Toute la construction européenne et
tous les traités relatifs à l'économie internationale, comme l'Accord
Général sur les Tarifs douaniers et le Commerce de 1947 et comme la
Convention du 14 décembre 1960 relative à l'Organisation de Coopération
et de Développement Economique, ont été viciés à leur base par une
proposition enseignée et admise sans discussion dans toutes les
universités américaines et à leur suite dans toutes les universités du
monde entier : "Le fonctionnement libre et spontané du marché conduit à
une allocation optimale des ressources". C'est là l'origine et le
fondement de toute la doctrine libre-échangiste dont l'application
aveugle et sans réserve à l'échelle mondiale n'a fait qu'engendrer
partout désordres et misères de toutes sortes.
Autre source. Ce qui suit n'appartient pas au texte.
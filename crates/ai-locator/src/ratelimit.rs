//! A simple token bucket, shared process-wide across every AI suggestion
//! call (spec.md §4.4: "a simple token bucket with configurable
//! requests-per-minute applies across the process").

use std::time::{Duration, Instant};

pub struct TokenBucket {
    capacity: f64,
    tokens: f64,
    refill_per_second: f64,
    last_refill: Instant,
}

impl TokenBucket {
    pub fn new(requests_per_minute: u32) -> Self {
        let capacity = requests_per_minute.max(1) as f64;
        Self {
            capacity,
            tokens: capacity,
            refill_per_second: capacity / 60.0,
            last_refill: Instant::now(),
        }
    }

    fn refill(&mut self, now: Instant) {
        let elapsed = now.duration_since(self.last_refill).as_secs_f64();
        if elapsed > 0.0 {
            self.tokens = (self.tokens + elapsed * self.refill_per_second).min(self.capacity);
            self.last_refill = now;
        }
    }

    /// Try to take one token. Returns `false` (no transport call should
    /// happen) if the bucket is currently empty.
    pub fn try_acquire(&mut self) -> bool {
        self.refill(Instant::now());
        if self.tokens >= 1.0 {
            self.tokens -= 1.0;
            true
        } else {
            false
        }
    }
}

#[cfg(test)]
mod tests {
    use super::*;

    #[test]
    fn allows_bursts_up_to_capacity() {
        let mut bucket = TokenBucket::new(3);
        assert!(bucket.try_acquire());
        assert!(bucket.try_acquire());
        assert!(bucket.try_acquire());
        assert!(!bucket.try_acquire());
    }

    #[test]
    fn refills_over_time() {
        let mut bucket = TokenBucket::new(60);
        assert!(bucket.try_acquire());
        bucket.tokens = 0.0;
        bucket.last_refill = Instant::now() - Duration::from_secs(1);
        assert!(bucket.try_acquire());
    }
}
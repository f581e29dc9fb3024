//! Internal selector DSL (spec.md §4.2, REDESIGN FLAGS "Selector DSL").
//!
//! Rather than hard-coding one driver's selector syntax into the strategy
//! templates below, every candidate is built as a small `Candidate` value
//! and only turned into a string at the boundary. A driver crate that wants
//! native `>>`-chain/XPath support can render candidates as-is; a driver
//! that can't express one dialect can still walk `parts` itself.

use std::fmt;

#[derive(Clone, Copy, Debug, Eq, PartialEq)]
pub enum CandidateKind {
    /// A chain of engine-native fragments, joined by ` >> ` when rendered.
    CssChain,
    /// An XPath expression, rendered with the `xpath=` prefix.
    XPath,
}

/// One candidate DOM query, in the order the Resolution Engine should try
/// it relative to its siblings.
#[derive(Clone, Debug, Eq, PartialEq)]
pub struct Candidate {
    pub kind: CandidateKind,
    pub parts: Vec<String>,
}

impl Candidate {
    pub fn css_chain<I, S>(parts: I) -> Self
    where
        I: IntoIterator<Item = S>,
        S: Into<String>,
    {
        Self {
            kind: CandidateKind::CssChain,
            parts: parts.into_iter().map(Into::into).collect(),
        }
    }

    pub fn css(part: impl Into<String>) -> Self {
        Self::css_chain([part.into()])
    }

    pub fn xpath(expr: impl Into<String>) -> Self {
        Self {
            kind: CandidateKind::XPath,
            parts: vec![expr.into()],
        }
    }

    /// Render to the engine-native wire form (`>>`-joined chain, or an
    /// `xpath=`-prefixed expression) that §4.2 describes. Drivers MAY
    /// re-lower this into their own dialect as long as equivalence holds.
    pub fn render(&self) -> String {
        match self.kind {
            CandidateKind::CssChain => self.parts.join(" >> "),
            CandidateKind::XPath => format!("xpath={}", self.parts.join("")),
        }
    }
}

impl fmt::Display for Candidate {
    fn fmt(&self, f: &mut fmt::Formatter<'_>) -> fmt::Result {
        write!(f, "{}", self.render())
    }
}

/// Quote `text` for embedding in a `has-text('...')`/`[attr='...']` CSS-like
/// fragment. Candidate generation never receives attacker-controlled input
/// beyond step authors' own scripts, so this only needs to keep a literal
/// single-quote from truncating the fragment.
pub fn css_quote(text: &str) -> String {
    text.replace('\'', "\\'")
}

/// Build an XPath string literal for `text`, using `concat()` when the text
/// itself contains both quote characters (the standard XPath 1.0 trick,
/// since XPath has no escape sequence).
pub fn xpath_literal(text: &str) -> String {
    if !text.contains('\'') {
        format!("'{}'", text)
    } else if !text.contains('"') {
        format!("\"{}\"", text)
    } else {
        let mut pieces = Vec::new();
        for (i, chunk) in text.split('\'').enumerate() {
            if i > 0 {
                pieces.push("\"'\"".to_string());
            }
            if !chunk.is_empty() {
                pieces.push(format!("'{}'", chunk));
            }
        }
        format!("concat({})", pieces.join(", "))
    }
}

#[cfg(test)]
mod tests {
    use super::*;

    #[test]
    fn renders_css_chain_joined_by_double_arrow() {
        let c = Candidate::css_chain(["lightning-input[data-label='T']", "input"]);
        assert_eq!(c.render(), "lightning-input[data-label='T'] >> input");
    }

    #[test]
    fn renders_xpath_with_prefix() {
        let c = Candidate::xpath("//span[normalize-space(.)='T']");
        assert_eq!(c.render(), "xpath=//span[normalize-space(.)='T']");
    }

    #[test]
    fn xpath_literal_plain() {
        assert_eq!(xpath_literal("Start"), "'Start'");
    }

    #[test]
    fn xpath_literal_with_apostrophe() {
        assert_eq!(xpath_literal("O'Brien"), "\"O'Brien\"");
    }

    #[test]
    fn xpath_literal_with_both_quotes_uses_concat() {
        let lit = xpath_literal("say 'hi' \"now\"");
        assert!(lit.starts_with("concat("));
    }
}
Or, cette proposition, admise sans
discussion, est totalement erronée et elle ne fait que traduire une
totale ignorance de la théorie économique chez tous ceux qui l'ont
enseignée en la présentant comme une acquisition fondamentale et
définitivement établie de la science économique. Cette proposition
repose essentiellement sur la confusion de deux concepts entièrement
différents : le concept d'efficacité maximale de l'économie et le
concept d'une répartition optimale des revenus.
En fait, il n'y a pas une situation
d'efficacité maximale, mais une infinité de telles situations. La
théorie économique permet de définir sans ambiguïté les conditions
d'une efficacité maximale, c'est-à-dire d'une situation sur la
frontière entre les situations possibles et les situations impossibles.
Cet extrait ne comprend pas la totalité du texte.